Castro gibi dünyaya, bir
devrim armağan etmiş, 50 yıl yönetimde
kalmış bir siyasetçinin ardından
lehinde de konuşulacaktır
aleyhinde de. Doğaldır. Neticede
yarım yüzyıl boyunca ayakta kalmış,
kişiliğini, eylemini ve ideolojisini ortaya
koymuş, değerlendirilmiş
bir insandan söz ediyoruz.
Castro, diğer devrimciler gibi,
Lenin ve Mao gibi örneğin,
kuramsal bir geçmişe dayanmıyordu.
Fransız Devrimi ile başlamış,
Rus ve Çin Devrimi ile doruğuna
ulaşmış bir yöntem ve
anlayışı
eylem planında yenileyip gidebileceği en uç
noktaya taşıyordu Castro. Eylemi,
gerilla savaşıyla iktidarın devrilmesiydi.
***
Castro'nun Che Guevara ile giriştiği bu eylem 1959'da başarıya ulaştı ve öncelikle Batıda karşılık buldu. Çünkü, Batılı aydınlar kendilerine yeni bir dünya arıyor, bir 'tabula rasa' yapmak istiyordu. Yani her şeyi silip yeniden başlamak tutkusu içindeydiler. 2. Dünya Savaşı'nın yıkımı içinden geliyorlardı. İnandıkları Batılı tüm değerler yerle bir olmuştu. Bir 'yeni insan' yaratma arayışındaydılar.

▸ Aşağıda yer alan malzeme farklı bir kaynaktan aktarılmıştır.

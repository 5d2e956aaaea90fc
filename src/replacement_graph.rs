//! Sequential replacement-graph construction of Latin squares.
//!
//! Rows are filled left to right with symbols drawn uniformly from those still
//! unused in both the row and the column. When a column has no such symbol,
//! the row is repaired instead of backtracking: a symbol `e` that the column
//! can still take is evicted from its position in the row prefix, that
//! position takes another symbol its column could take at the start of the
//! row, and the displaced duplicate is chased along the prefix until a symbol
//! not yet in the row is placed. `e` is then free for the conflicting column.
//!
//! The choices at each position form the replacement graph: the availability
//! snapshot of every column taken when the row began, with `e` removed so it
//! never lands back in the row. Committed rows are never revisited.

use rand::Rng;
use rand::seq::IndexedRandom;
use tracing::{debug, trace};

use crate::CayleyTable;
use crate::symbols::SymbolSet;

/// Working state for one table. All sets are allocated once and reused for
/// every row.
pub(crate) struct ReplacementGraphState {
    n: usize,
    /// Symbols not yet placed in each column, including the current row.
    column_available: Vec<SymbolSet>,
    /// `column_available` as it stood when the current row began.
    row_start: Vec<SymbolSet>,
    /// Replacement graph for the current repair episode.
    graph: Vec<SymbolSet>,
    /// Symbols not yet placed in the current row.
    row_available: SymbolSet,
    /// Symbols placed along the current displacement chain.
    path: SymbolSet,
    /// Filled prefix of the current row.
    row: Vec<usize>,
    candidates: Vec<usize>,
    /// Committed rows, row-major.
    cells: Vec<usize>,
    repair_budget: usize,
}

impl ReplacementGraphState {
    /// Create an empty state for a table of order `n`.
    ///
    /// `repair_budget` is the number of displacement steps one attempt at a
    /// row may spend before the row is started over.
    pub fn new(n: usize, repair_budget: usize) -> Self {
        debug_assert!(n >= 1 && repair_budget >= 1);
        Self {
            n,
            column_available: vec![SymbolSet::full(n); n],
            row_start: vec![SymbolSet::full(n); n],
            graph: vec![SymbolSet::empty(n); n],
            row_available: SymbolSet::full(n),
            path: SymbolSet::empty(n),
            row: Vec::with_capacity(n),
            candidates: Vec::with_capacity(n),
            cells: Vec::with_capacity(n * n),
            repair_budget,
        }
    }

    /// Number of committed rows.
    pub fn rows_done(&self) -> usize {
        self.cells.len() / self.n
    }

    pub fn is_complete(&self) -> bool {
        self.rows_done() == self.n
    }

    /// Convert to a table. Only valid once every row is committed.
    pub fn into_table(self) -> CayleyTable {
        debug_assert!(self.is_complete(), "cannot convert a partial table");
        CayleyTable::from_cells(self.n, self.cells)
    }

    /// Build and commit the next row.
    pub fn fill_row<R: Rng + ?Sized>(&mut self, rng: &mut R) {
        debug_assert!(!self.is_complete());
        self.begin_row();
        let mut steps = 0;
        while self.row.len() < self.n {
            let column = self.row.len();
            self.candidates.clear();
            self.candidates.extend(
                self.column_available[column]
                    .iter()
                    .filter(|&s| self.row_available.contains(s)),
            );
            if let Some(&symbol) = self.candidates.choose(rng) {
                self.place(symbol);
                continue;
            }

            trace!(row = self.rows_done(), column, "column conflict");
            if !self.repair(column, rng, &mut steps) {
                debug!(
                    row = self.rows_done(),
                    steps, "repair budget exhausted, restarting row"
                );
                self.restart_row();
                steps = 0;
            }
        }
        self.commit_row();
    }

    /// Snapshot column availability and reset the row.
    fn begin_row(&mut self) {
        for (start, live) in self.row_start.iter_mut().zip(&self.column_available) {
            start.assign(live);
        }
        self.row.clear();
        self.row_available.fill();
    }

    /// Undo every placement made in the current row.
    fn restart_row(&mut self) {
        for (live, start) in self.column_available.iter_mut().zip(&self.row_start) {
            live.assign(start);
        }
        self.row.clear();
        self.row_available.fill();
    }

    /// Append `symbol` at the next column of the row.
    fn place(&mut self, symbol: usize) {
        let column = self.row.len();
        self.column_available[column].remove(symbol);
        self.row_available.remove(symbol);
        self.row.push(symbol);
    }

    fn commit_row(&mut self) {
        debug_assert_eq!(self.row.len(), self.n);
        debug_assert!(self.row_available.is_empty());
        self.cells.extend_from_slice(&self.row);
    }

    fn position_of(&self, symbol: usize) -> Option<usize> {
        self.row.iter().position(|&s| s == symbol)
    }

    /// Free a symbol for `column` by displacing it along the row prefix.
    ///
    /// Returns false when the step budget runs out or the chain reaches a
    /// position with no choices left; the caller restarts the row.
    fn repair<R: Rng + ?Sized>(&mut self, column: usize, rng: &mut R, steps: &mut usize) -> bool {
        for c in 0..=column {
            self.graph[c].assign(&self.row_start[c]);
        }

        let initial = self.column_available[column].choose(rng);
        for set in &mut self.graph[..=column] {
            set.remove(initial);
        }

        // Anything the column can take that is not in the row would not have
        // conflicted.
        let Some(mut position) = self.position_of(initial) else {
            return true;
        };
        let mut evicted = initial;
        self.path.clear();

        loop {
            if *steps >= self.repair_budget {
                return false;
            }
            *steps += 1;

            self.candidates.clear();
            self.candidates.extend(
                self.graph[position]
                    .iter()
                    .filter(|&s| !self.path.contains(s)),
            );
            if self.candidates.is_empty() {
                self.path.clear();
                self.candidates.extend(self.graph[position].iter());
            }
            let Some(&replacement) = self.candidates.choose(rng) else {
                return false;
            };

            let next = self.position_of(replacement);
            self.row[position] = replacement;
            self.path.insert(replacement);

            if !self.row.contains(&evicted) {
                self.row_available.insert(evicted);
            }
            self.row_available.remove(replacement);
            self.column_available[position].insert(evicted);
            self.column_available[position].remove(replacement);

            match next {
                // The replacement was not in the row yet: the prefix is
                // duplicate-free again.
                None => return true,
                Some(p) => {
                    position = p;
                    evicted = replacement;
                }
            }
        }
    }
}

İmdatlarına Sartre'ın Varoluşçuluk felsefesi koşuyordu. Varoluşçuluk esasında bir özgürlük felsefesiydi. Tanımladığı (yeni) insan bağlanmış, (angaje) insandı/ aydındı. İnsan ancak (partiye ve devrime) angaje olduğunda, ancak eylediğinde özgürleşecekti. (Tabii, öncesindeki Malraux'yu ve onun dayandığı Nietzsche'yi unutmuyorum.)
Nitekim Sartre'ın 1960'ta Küba'ya gitmesi, gördüklerini yazması işe bambaşka boyutlar kattı. O kadar ki, Che, Küba'yı bırakıp devrimi yaymak için gittiği Bolivya dağlarında öldürüldüğünde, Sartre, onu 'sadece bir entellektüel değil çağımızın en tam insanı' diye tanımlayacaktı.
***
Devrim romantizmdir. Sartre'ın yorumları bu '
romansı' tamamlıyordu. Öte yandan devrim
1789'dan beri
sola ait bir kavram, sol bir oluşumdu.
1960'tan başlayarak yayılan
sol düşünce bu romantik kurguyla büsbütün gelişti. O kadar ki, Türkiye'de, bırakın devrimci solu,
sağ-muhafazakâr düşüncenin eyleme kalkmış kesimleri bile, farkında olarak veya olmayarak, bu
devrim romantizminin etkisi altında kaldılar.
Devrim,
zamana ve onun tayin ettiği düşünülen
tarihe bir müdahaleydi.
Leninci devrim insanlara bu duyguyu yeterince aktaramamıştı.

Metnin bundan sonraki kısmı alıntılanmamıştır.